BMW (NASDAQOTH:BAMXF) recently announced that it will use Toyota's (NYSE:TM) hydrogen fuel cell technology in its first FCV (fuel cell vehicle) in 2016, as part of a partnership between the two automakers.
BMW didn't formally state that the vehicle will be an FCV version of its popular i3 BEV (battery electric vehicle), but Toyota USA's advanced vehicle boss Craig Scott suggested that one would be launched during an interview at Motoring.com.au.
If BMW launches an FCV version of the i3, it would join Daimler's Mercedes-Benz, Honda, and Toyota in supporting hydrogen-powered vehicles to counter the rise of battery-powered EVs like Tesla Motors' Model S and Nissan's Leaf.
The i3, which launched in Europe last November and in the U.S. in May, sold 5,396 units in the first half of 2014. By comparison, Tesla sold approximately 7,200 Model S units during that period, while Nissan sold 26,646 Leafs. The i3 doesn't compete directly with either vehicle -- with a starting price of $41,350, it is pricier than the $28,980 Leaf, but cheaper than the Model S, which starts at $69,900.
If BMW is working on a hydrogen powered vehicle, should BEV supporters be worried? Let's take a look back at the battle between electric and hydrogen vehicles to understand where the market is headed.
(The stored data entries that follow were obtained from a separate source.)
//! One-time, process-wide bootstrap of the widget library.
//!
//! The first `request` starts the fetch; later requests queue behind it. When
//! the fetch completes (`resolve`) every queued waiter is called, in the order
//! it asked, with the same outcome. Requests after completion are answered on
//! the spot without fetching again.

use std::cell::RefCell;
use std::mem;
use std::rc::Rc;
use std::time::{Duration, Instant};

/// Outcome handed to waiters. Errors are plain messages so they can be shared.
pub type LoadResult<L> = std::result::Result<L, String>;

type Waiter<L> = Box<dyn FnOnce(LoadResult<L>)>;

#[derive(Debug, Clone, Copy, PartialEq, Eq)]
pub enum LoadPhase {
    Idle,
    Loading,
    Loaded,
    Failed,
}

enum Slot<L> {
    Idle,
    Loading { started: Instant },
    Loaded(L),
    Failed(String),
}

struct Inner<L> {
    slot: Slot<L>,
    waiters: Vec<Waiter<L>>,
    fetch: Rc<dyn Fn()>,
    fetches: u32,
    timeout: Option<Duration>,
}

/// Shared handle; clones refer to the same load.
pub struct SingleFlight<L> {
    inner: Rc<RefCell<Inner<L>>>,
}

impl<L> Clone for SingleFlight<L> {
    fn clone(&self) -> Self {
        Self {
            inner: self.inner.clone(),
        }
    }
}

impl<L: Clone + 'static> SingleFlight<L> {
    /// `fetch` starts the asynchronous load; whoever finishes it must call
    /// `resolve` on the UI thread.
    pub fn new(fetch: impl Fn() + 'static) -> Self {
        Self {
            inner: Rc::new(RefCell::new(Inner {
                slot: Slot::Idle,
                waiters: Vec::new(),
                fetch: Rc::new(fetch),
                fetches: 0,
                timeout: None,
            })),
        }
    }

    /// A loader that is already complete.
    pub fn ready(library: L) -> Self {
        let loader = Self::new(|| {});
        loader.inner.borrow_mut().slot = Slot::Loaded(library);
        loader
    }

    /// Fail an in-flight load once it has run for longer than `timeout`
    /// (checked by `poll_timeout`).
    pub fn with_timeout(self, timeout: Duration) -> Self {
        self.inner.borrow_mut().timeout = Some(timeout);
        self
    }

    pub fn phase(&self) -> LoadPhase {
        match self.inner.borrow().slot {
            Slot::Idle => LoadPhase::Idle,
            Slot::Loading { .. } => LoadPhase::Loading,
            Slot::Loaded(_) => LoadPhase::Loaded,
            Slot::Failed(_) => LoadPhase::Failed,
        }
    }

    /// How many times the fetch has been started. Never more than one.
    pub fn fetch_count(&self) -> u32 {
        self.inner.borrow().fetches
    }

    pub fn request(&self, waiter: impl FnOnce(LoadResult<L>) + 'static) {
        let immediate = {
            let inner = self.inner.borrow();
            match &inner.slot {
                Slot::Loaded(library) => Some(Ok(library.clone())),
                Slot::Failed(message) => Some(Err(message.clone())),
                Slot::Idle | Slot::Loading { .. } => None,
            }
        };
        if let Some(result) = immediate {
            waiter(result);
            return;
        }

        let fetch = {
            let mut inner = self.inner.borrow_mut();
            inner.waiters.push(Box::new(waiter));
            if matches!(inner.slot, Slot::Idle) {
                inner.slot = Slot::Loading {
                    started: Instant::now(),
                };
                inner.fetches += 1;
                Some(inner.fetch.clone())
            } else {
                None
            }
        };

        if let Some(fetch) = fetch {
            tracing::debug!("starting widget library load");
            fetch();
        }
    }

    /// Complete the load. Ignored unless a load is in flight.
    pub fn resolve(&self, result: LoadResult<L>) {
        let waiters = {
            let mut inner = self.inner.borrow_mut();
            if !matches!(inner.slot, Slot::Loading { .. }) {
                tracing::debug!("ignoring widget library completion with no load in flight");
                return;
            }
            inner.slot = match &result {
                Ok(library) => Slot::Loaded(library.clone()),
                Err(message) => Slot::Failed(message.clone()),
            };
            mem::take(&mut inner.waiters)
        };

        match &result {
            Ok(_) => tracing::info!(waiters = waiters.len(), "widget library loaded"),
            Err(e) => tracing::error!(waiters = waiters.len(), error = %e, "widget library failed to load"),
        }

        for waiter in waiters {
            waiter(result.clone());
        }
    }

    /// Fail the load if it has been in flight past the deadline. Returns true
    /// when this call failed it.
    pub fn poll_timeout(&self, now: Instant) -> bool {
        let overdue = {
            let inner = self.inner.borrow();
            match (&inner.slot, inner.timeout) {
                (Slot::Loading { started }, Some(timeout)) => now.duration_since(*started) >= timeout,
                _ => false,
            }
        };
        if overdue {
            self.resolve(Err("widget library load timed out".to_string()));
        }
        overdue
    }
}

#[cfg(test)]
mod tests {
    use super::*;
    use std::cell::Cell;

    fn counting_loader() -> (SingleFlight<u32>, Rc<Cell<u32>>) {
        let started = Rc::new(Cell::new(0));
        let s = started.clone();
        (SingleFlight::new(move || s.set(s.get() + 1)), started)
    }

    #[test]
    fn test_many_requests_fetch_once() {
        let (loader, started) = counting_loader();
        let seen = Rc::new(RefCell::new(Vec::new()));

        for i in 0..3 {
            let seen = seen.clone();
            loader.request(move |result| seen.borrow_mut().push((i, result)));
        }
        assert_eq!(started.get(), 1);
        assert_eq!(loader.phase(), LoadPhase::Loading);
        assert!(seen.borrow().is_empty());

        loader.resolve(Ok(42));
        assert_eq!(*seen.borrow(), vec![(0, Ok(42)), (1, Ok(42)), (2, Ok(42))]);

        // Already loaded: answered immediately, no refetch.
        let s = seen.clone();
        loader.request(move |result| s.borrow_mut().push((3, result)));
        assert_eq!(seen.borrow().last(), Some(&(3, Ok(42))));
        assert_eq!(started.get(), 1);
        assert_eq!(loader.fetch_count(), 1);
    }

    #[test]
    fn test_failure_reaches_every_waiter_and_sticks() {
        let (loader, started) = counting_loader();
        let failures = Rc::new(Cell::new(0));

        for _ in 0..2 {
            let f = failures.clone();
            loader.request(move |result| {
                assert!(result.is_err());
                f.set(f.get() + 1);
            });
        }
        loader.resolve(Err("script error".to_string()));
        assert_eq!(failures.get(), 2);
        assert_eq!(loader.phase(), LoadPhase::Failed);

        let f = failures.clone();
        loader.request(move |result| {
            assert_eq!(result, Err("script error".to_string()));
            f.set(f.get() + 1);
        });
        assert_eq!(failures.get(), 3);
        assert_eq!(started.get(), 1);
    }

    #[test]
    fn test_resolve_without_load_is_ignored() {
        let (loader, _) = counting_loader();
        loader.resolve(Ok(1));
        assert_eq!(loader.phase(), LoadPhase::Idle);
    }

    #[test]
    fn test_waiter_may_request_again() {
        let (loader, _) = counting_loader();
        let nested = Rc::new(Cell::new(None));

        let again = loader.clone();
        let n = nested.clone();
        loader.request(move |_| {
            let n = n.clone();
            again.request(move |result| n.set(result.ok()));
        });
        loader.resolve(Ok(7));
        assert_eq!(nested.get(), Some(7));
    }

    #[test]
    fn test_poll_timeout() {
        let (loader, _) = counting_loader();
        let loader = loader.with_timeout(Duration::from_secs(10));
        let outcome = Rc::new(RefCell::new(None));
        let o = outcome.clone();
        loader.request(move |result| *o.borrow_mut() = Some(result));

        let now = Instant::now();
        assert!(!loader.poll_timeout(now));
        assert!(loader.poll_timeout(now + Duration::from_secs(11)));
        assert_eq!(loader.phase(), LoadPhase::Failed);
        assert!(matches!(&*outcome.borrow(), Some(Err(msg)) if msg.contains("timed out")));

        // A completion that shows up afterwards is dropped.
        loader.resolve(Ok(1));
        assert_eq!(loader.phase(), LoadPhase::Failed);
    }

    #[test]
    fn test_ready_loader() {
        let loader = SingleFlight::ready(5u32);
        let got = Rc::new(Cell::new(0));
        let g = got.clone();
        loader.request(move |result| g.set(result.unwrap_or(0)));
        assert_eq!(got.get(), 5);
        assert_eq!(loader.fetch_count(), 0);
    }
}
The benefits and drawbacks of hydrogen power
The debate between hydrogen and electric vehicle supporters boils down to three core arguments -- charging time, range, and infrastructure.
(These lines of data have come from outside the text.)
impl FromJson for Transaction {
    /// After the id check, error paths switch to a `tx[abcdef...]` prefix
    /// built from the first six characters of the transaction id, so a bad
    /// field inside a large list is still attributable to its transaction.
    fn from_json(path: &str, value: &Value) -> Result<Self> {
        let obj = json::as_object(path, value)?;

        let id = Hash64::from_json(&json::join(path, "id"), json::get(obj, path, "id")?)?;
        let tx_path = format!("tx[{}...]", &id.as_str()[..6]);

        let amount = LovelaceAmount::from_json_int(
            &json::join(&tx_path, "amount"),
            json::get(obj, &tx_path, "amount")?,
        )?;
        let confirmations = json::req_u64(obj, &tx_path, "confirmations")?;
        let creation_time = json::req_str(obj, &tx_path, "creationTime")?;
        let direction = TxDirection::from_json(
            &json::join(&tx_path, "direction"),
            json::get(obj, &tx_path, "direction")?,
        )?;

        let kind_raw = json::req_str(obj, &tx_path, "type")?;
        let kind = match kind_raw.to_ascii_lowercase().as_str() {
            "local" => TxType::Local,
            "foreign" => TxType::Foreign,
            other => {
                return Err(Error::invalid_field(
                    json::join(&tx_path, "type"),
                    "\"local\" or \"foreign\"",
                    format!("\"{}\"", other),
                ))
            }
        };

        let inputs_path = json::join(&tx_path, "inputs");
        let inputs_raw = json::req_array(obj, &tx_path, "inputs")?;
        let mut inputs = Vec::with_capacity(inputs_raw.len());
        for (i, input) in inputs_raw.iter().enumerate() {
            inputs.push(TxInOut::from_json(&json::index(&inputs_path, i), input)?);
        }

        let outputs_path = json::join(&tx_path, "outputs");
        let outputs_raw = json::req_array(obj, &tx_path, "outputs")?;
        let mut outputs = Vec::with_capacity(outputs_raw.len());
        for (i, output) in outputs_raw.iter().enumerate() {
            outputs.push(TxInOut::from_json(&json::index(&outputs_path, i), output)?);
        }

        let status = TxStatus::from_json(
            &json::join(&tx_path, "status"),
            json::get(obj, &tx_path, "status")?,
        )?;

        Ok(Self {
            id,
            amount,
            confirmations,
            creation_time,
            direction,
            inputs,
            outputs,
            status,
            kind,
        })
    }
}

/// Local clock information reported by the node.
#[derive(Debug, Clone)]
pub struct LocalTimeInformation {
    pub difference_from_ntp_server: QuantityUnitBlock,
}

/// Node status snapshot.
#[derive(Debug, Clone)]
pub struct NodeInfo {
    pub sync_progress: QuantityUnitBlock,
    pub blockchain_height: QuantityUnitBlock,
    pub local_blockchain_height: QuantityUnitBlock,
    pub local_time_information: LocalTimeInformation,
    /// Raw per-peer subscription map; must be a non-empty object.
    pub subscription_status: Value,
}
FCVs use stacks of cells that combine hydrogen with oxygen in the air to generate electricity, and the only emission is water vapor. FCVs have an average range of 300 miles -- roughly three to four times the range of most BEVs -- with the exception of Tesla's Model S, which has a range of 265 miles. FCVs can also be refueled in roughly the same time as a gasoline-powered vehicle, while BEVs require 20 to 40 minutes to fully charge at a fast-charging station.
The main problem with FCVs is the infrastructure. Fast charging stations can be built on top of existing electric grids at gas stations, supermarkets, or convenience stores, and EVs can be recharged overnight in the garage. A commercial electric charging station costs $100,000 to $250,000 to install. By comparison, hydrogen fueling stations must be built from scratch, for a cost of roughly $2 million each -- about the same price as a regular gas station. 24/7 Wall Street estimates that hydrogen refueling would cost the equivalent of $3.50 per gallon in gasoline, making it less cost efficient than electricity.
There are only 12 public hydrogen fueling stations in the U.S., compared to 8,573 electric stations and 20,788 available outlets, and over 121,000 gas stations. California -- home to 10 of those hydrogen fueling stations -- has set a long-term goal of eventually building 100 hydrogen stations.
Who are the big players in FCVs?
Toyota, Mercedes, and Honda are currently the top names to watch in FCVs. Toyota recently priced the Mirai (Japanese for "future") FCV at $69,900 for Germany, the U.K., and the U.S. In Japan, the Mirai will launch at $73,100.
However, the Japanese government also recently announced $20,000 in incentives for hydrogen-based vehicles, which could make the Mirai much cheaper in Japan than Western markets. In the U.S., the price of the Mirai will only be reduced by $4,000, according to current incentives for fuel cell vehicles. Toyota also plans to put at least three FCVs in production within the next decade, and will assist BMW in launching its first.
Mercedes launched the hydrogen-powered F-Cell back in 2010, which has only been leased out to 60 drivers so far. Mercedes is now planning to launch a second generation F-Cell by 2017 for a broader market. That same year, Honda will launch a follow-up to the original FCX Clarity, which it launched in 2008. Even Nissan, which many investors will think is set on supporting EVs, unveiled a hydrogen-powered SUV concept, the TeRRA, at the 2012 Paris Motor Show, and has vowed to help fellow automakers build a sustainable FCV infrastructure in Japan.
Where does that leave BMW?
In conclusion, many Tesla investors saw BMW's i3 as a strong vote of confidence for BEVs.
Yet BMW is still keeping its options open. To remain competitive with regular gasoline powered cars, BMW sells an optional $3,850 range extender that adds 87 additional miles to the i3 while running on gas. Minus the range extender, the i3 has a range of 80 to 100 miles, compared to a range of 84 miles for the Leaf. Launching an FCV version of the i3 with a range of 300 miles, even on a small scale, would be a great way for BMW to cover all of its alternative fuel bases.
The hydrogen fuel cell market is a fledgling one that Tesla CEO Elon Musk has constantly ridiculed. But considering Toyota's commercial launch of the Mirai and its partnership with BMW, the battle between BEVs and FCVs is still far from over.